use crate::error::{ErrorKind, Result};
use crate::events::{Event, Notifier, Observer};
use crate::external::ExternalHandle;
use crate::ingest::{self, Ingestor};
use crate::picture::{Picture, PictureState};
use crate::pool::WorkerPool;
use crate::template::DescriptionTemplate;
use crate::upload::{BatchReport, Uploader};
use exn::ResultExt;
use pixport_config::Config;
use pixport_metadata::ExtractorHandle;
use pixport_session::{SessionFactory, SessionHandle, Site};
use std::collections::{BTreeMap, HashSet};
use std::path::{Path, PathBuf};
use std::sync::{Arc, PoisonError, RwLock};
use tokio::sync::Mutex;
use tokio_util::sync::CancellationToken;
use tracing::instrument;

const DEFAULT_WORKERS: usize = 4;

/// Builds a [`Core`]; see [`Core::builder`] and [`CoreBuilder::from_config`].
pub struct CoreBuilder {
    sites: BTreeMap<String, Site>,
    active_site: Option<String>,
    template: Option<DescriptionTemplate>,
    workers: usize,
    summary: Option<String>,
    observers: Vec<Arc<dyn Observer>>,
}

impl CoreBuilder {
    /// Starts from a loaded [`Config`]: its sites, active site, template and
    /// worker count.
    pub fn from_config(config: &Config) -> Result<Self> {
        let mut builder = Core::builder().workers(config.workers).sites(config.sites());
        if let Some(key) = &config.active_site {
            builder = builder.active_site(key);
        }
        if let Some(text) = config.template().or_raise(|| ErrorKind::Config)? {
            builder = builder.template(DescriptionTemplate::new(text.name, text.description, text.text)?);
        }
        Ok(builder)
    }

    pub fn site(mut self, site: Site) -> Self {
        self.sites.insert(site.key.clone(), site);
        self
    }

    pub fn sites(self, sites: impl IntoIterator<Item = Site>) -> Self {
        sites.into_iter().fold(self, Self::site)
    }

    pub fn active_site(mut self, key: impl Into<String>) -> Self {
        self.active_site = Some(key.into());
        self
    }

    /// Template used for ingestion; the [built-in one](crate::DEFAULT_TEMPLATE)
    /// when not set.
    pub fn template(mut self, template: DescriptionTemplate) -> Self {
        self.template = Some(template);
        self
    }

    pub fn workers(mut self, workers: usize) -> Self {
        self.workers = workers;
        self
    }

    /// Edit summary sent with every upload.
    pub fn summary(mut self, summary: impl Into<String>) -> Self {
        self.summary = Some(summary.into());
        self
    }

    pub fn observer(mut self, observer: Arc<dyn Observer>) -> Self {
        self.observers.push(observer);
        self
    }

    /// Fails with [`ErrorKind::InvalidActiveSite`] unless the active site is
    /// one of the configured sites.
    pub fn build(self, extractor: ExtractorHandle, factory: Arc<dyn SessionFactory>) -> Result<Core> {
        let key = self.active_site.unwrap_or_default();
        let Some(site) = self.sites.get(&key) else {
            exn::bail!(ErrorKind::InvalidActiveSite(key));
        };
        let template = match self.template {
            Some(template) => template,
            None => DescriptionTemplate::builtin()?,
        };
        let session = factory.build(site);
        let mut notifier = Notifier::default();
        for observer in self.observers {
            notifier.subscribe(observer);
        }
        let pool = WorkerPool::new(self.workers);
        let mut uploader = Uploader::new(pool.clone(), notifier.clone());
        if let Some(summary) = self.summary {
            uploader = uploader.with_summary(summary);
        }
        tracing::debug!(site = %key, workers = pool.size(), "Core ready");
        Ok(Core {
            sites: self.sites,
            factory,
            session: RwLock::new(session),
            template: RwLock::new(Arc::new(template)),
            pictures: RwLock::new(Vec::new()),
            ingestor: Ingestor::new(pool, extractor),
            uploader,
            notifier,
            batch: Mutex::new(()),
        })
    }
}

/// Owner of the picture set, the active session and the worker pool.
///
/// Ingestion, uploads and site switches never overlap: uploads and ingestion
/// wait their turn, while [`switch_site`](Self::switch_site) and
/// [`remove_picture`](Self::remove_picture) are refused with
/// [`ErrorKind::BatchInProgress`] instead. [`abort`](Self::abort) and the
/// read-only accessors work at any time.
pub struct Core {
    sites: BTreeMap<String, Site>,
    factory: Arc<dyn SessionFactory>,
    session: RwLock<SessionHandle>,
    template: RwLock<Arc<DescriptionTemplate>>,
    pictures: RwLock<Vec<Arc<Picture>>>,
    ingestor: Ingestor,
    uploader: Uploader,
    notifier: Notifier,
    batch: Mutex<()>,
}

impl Core {
    pub fn builder() -> CoreBuilder {
        CoreBuilder {
            sites: BTreeMap::new(),
            active_site: None,
            template: None,
            workers: DEFAULT_WORKERS,
            summary: None,
            observers: Vec::new(),
        }
    }

    /// Every configured site, ordered by key.
    pub fn sites(&self) -> impl Iterator<Item = &Site> {
        self.sites.values()
    }

    pub fn active_site(&self) -> Site {
        self.session().site().clone()
    }

    /// The session uploads currently go through.
    pub fn session(&self) -> SessionHandle {
        Arc::clone(&self.session.read().unwrap_or_else(PoisonError::into_inner))
    }

    /// Template used for pictures added from now on.
    pub fn template(&self) -> Arc<DescriptionTemplate> {
        Arc::clone(&self.template.read().unwrap_or_else(PoisonError::into_inner))
    }

    /// Pictures already in the set keep the template they were added with.
    pub fn set_template(&self, template: DescriptionTemplate) {
        tracing::debug!(template = %template.name(), "Default template changed");
        *self.template.write().unwrap_or_else(PoisonError::into_inner) = Arc::new(template);
    }

    /// Snapshot of the picture set, in insertion order.
    pub fn pictures(&self) -> Vec<Arc<Picture>> {
        self.pictures.read().unwrap_or_else(PoisonError::into_inner).clone()
    }

    pub fn count_pictures_to_upload(&self) -> usize {
        self.pictures.read().unwrap_or_else(PoisonError::into_inner).iter().filter(|p| !p.is_uploaded()).count()
    }

    /// Uploads currently registered as in flight.
    pub fn in_flight(&self) -> usize {
        self.uploader.registry().len()
    }

    /// Ingests `files` with the current template and user and appends the
    /// resulting pictures. Paths already in the set are skipped. Waits for a
    /// running batch to finish first.
    pub async fn add_pictures<P: AsRef<Path>>(&self, files: impl IntoIterator<Item = P>) -> Vec<Arc<Picture>> {
        self.add_pictures_with(files, None).await
    }

    /// Like [`add_pictures`](Self::add_pictures), matching every new picture
    /// against `external` so its row is available to the template.
    #[instrument(skip_all, fields(external = external.is_some()))]
    pub async fn add_pictures_with<P: AsRef<Path>>(
        &self,
        files: impl IntoIterator<Item = P>,
        external: Option<ExternalHandle>,
    ) -> Vec<Arc<Picture>> {
        let _batch = self.batch.lock().await;
        let files: Vec<PathBuf> = {
            let pictures = self.pictures.read().unwrap_or_else(PoisonError::into_inner);
            let known: HashSet<&Path> = pictures.iter().map(|p| p.path()).collect();
            ingest::normalize(files).into_iter().filter(|path| !known.contains(path.as_path())).collect()
        };
        let user = self.active_site().user;
        let added = self.ingestor.ingest_with(files, &self.template(), &user, external).await;
        if added.is_empty() {
            tracing::debug!("No new pictures");
            return added;
        }
        self.pictures.write().unwrap_or_else(PoisonError::into_inner).extend(added.iter().cloned());
        self.notifier.notify(Event::BatchAdded(added.clone()));
        added
    }

    /// Removes the picture at `path`. `None` if there is no such picture.
    pub fn remove_picture(&self, path: impl AsRef<Path>) -> Result<Option<Arc<Picture>>> {
        let Ok(_batch) = self.batch.try_lock() else {
            exn::bail!(ErrorKind::BatchInProgress);
        };
        let path = path.as_ref();
        let removed = {
            let mut pictures = self.pictures.write().unwrap_or_else(PoisonError::into_inner);
            pictures.iter().position(|p| p.path() == path).map(|index| pictures.remove(index))
        };
        if let Some(picture) = &removed {
            tracing::debug!(path = %path.display(), "Picture removed");
            self.notifier.notify(Event::PictureRemoved(Arc::clone(picture)));
        }
        Ok(removed)
    }

    /// Uploads every picture not yet uploaded; see [`upload_pictures_until`](Self::upload_pictures_until).
    pub async fn upload_pictures(&self) -> BatchReport {
        self.upload_pictures_until(CancellationToken::new()).await
    }

    /// Uploads every picture not yet uploaded through the active session,
    /// which is logged out afterwards. Cancelling `interrupt` stops waiting:
    /// outstanding uploads are cancelled and the batch is torn down.
    pub async fn upload_pictures_until(&self, interrupt: CancellationToken) -> BatchReport {
        let _batch = self.batch.lock().await;
        let session = self.session();
        let pictures = self.pictures();
        self.uploader.upload_all(&pictures, session, &interrupt).await
    }

    /// Cancels every upload that hasn't started committing its result and
    /// returns how many were cancelled. A no-op when nothing is in flight.
    pub fn abort(&self) -> usize {
        self.uploader.abort()
    }

    /// Makes `key` the active site: logs the old session out, opens a new
    /// one and re-renders every description for the new user. Upload states
    /// are left alone.
    #[instrument(skip(self))]
    pub async fn switch_site(&self, key: &str) -> Result<()> {
        let Ok(_batch) = self.batch.try_lock() else {
            exn::bail!(ErrorKind::BatchInProgress);
        };
        let Some(site) = self.sites.get(key) else {
            exn::bail!(ErrorKind::InvalidActiveSite(key.to_string()));
        };

        let previous = self.session();
        if previous.is_logged_in() {
            if let Err(e) = previous.logout().await {
                tracing::warn!(error = ?e, site = %previous.site().key, "Logout failed");
            }
        }
        let session = self.factory.build(site);
        *self.session.write().unwrap_or_else(PoisonError::into_inner) = session;

        for picture in self.pictures() {
            if let Err(e) = picture.render(&site.user) {
                tracing::warn!(path = %picture.path().display(), error = %e, "Can't re-render description");
            }
        }
        tracing::info!(site = %site.name, "Active site changed");
        self.notifier.notify(Event::ActiveSiteChanged(site.clone()));
        Ok(())
    }

    /// Pictures in `state`, in insertion order.
    pub fn pictures_in(&self, state: PictureState) -> Vec<Arc<Picture>> {
        let pictures = self.pictures.read().unwrap_or_else(PoisonError::into_inner);
        pictures.iter().filter(|p| p.state() == state).cloned().collect()
    }
}

impl std::fmt::Debug for Core {
    fn fmt(&self, f: &mut std::fmt::Formatter<'_>) -> std::fmt::Result {
        f.debug_struct("Core")
            .field("active_site", &self.active_site().key)
            .field("pictures", &self.pictures.read().unwrap_or_else(PoisonError::into_inner).len())
            .field("in_flight", &self.in_flight())
            .finish_non_exhaustive()
    }
}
:::
**Your instructions**. Report every line of the data above that contains the string "interrupt" by copying it in full.

**Completed exercise**.
    /// which is logged out afterwards. Cancelling `interrupt` stops waiting:
    pub async fn upload_pictures_until(&self, interrupt: CancellationToken) -> BatchReport {
        self.uploader.upload_all(&pictures, session, &interrupt).await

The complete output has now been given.